## Exercise goal
Your answer should be the records below, written out exactly.

[Data extract — start]

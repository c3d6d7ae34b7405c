pub mod call;
pub mod health;
pub mod sign;
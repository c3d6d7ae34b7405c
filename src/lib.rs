pub mod api;
pub mod auth;
pub mod cli;
pub mod client;
pub mod config;
pub mod database;
pub mod error;
pub mod filter;
pub mod handlers;
pub mod middleware;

[Data extract — finish]

## Answer space
repository c3d6d7ae34b7405c
pub mod call;
pub mod health;
pub mod sign;
repository c3d6d7ae34b7405c
filename src/lib.rs
pub mod api;
pub mod auth;
pub mod cli;
pub mod client;
pub mod config;
pub mod database;
pub mod error;
pub mod filter;
pub mod handlers;
pub mod middleware;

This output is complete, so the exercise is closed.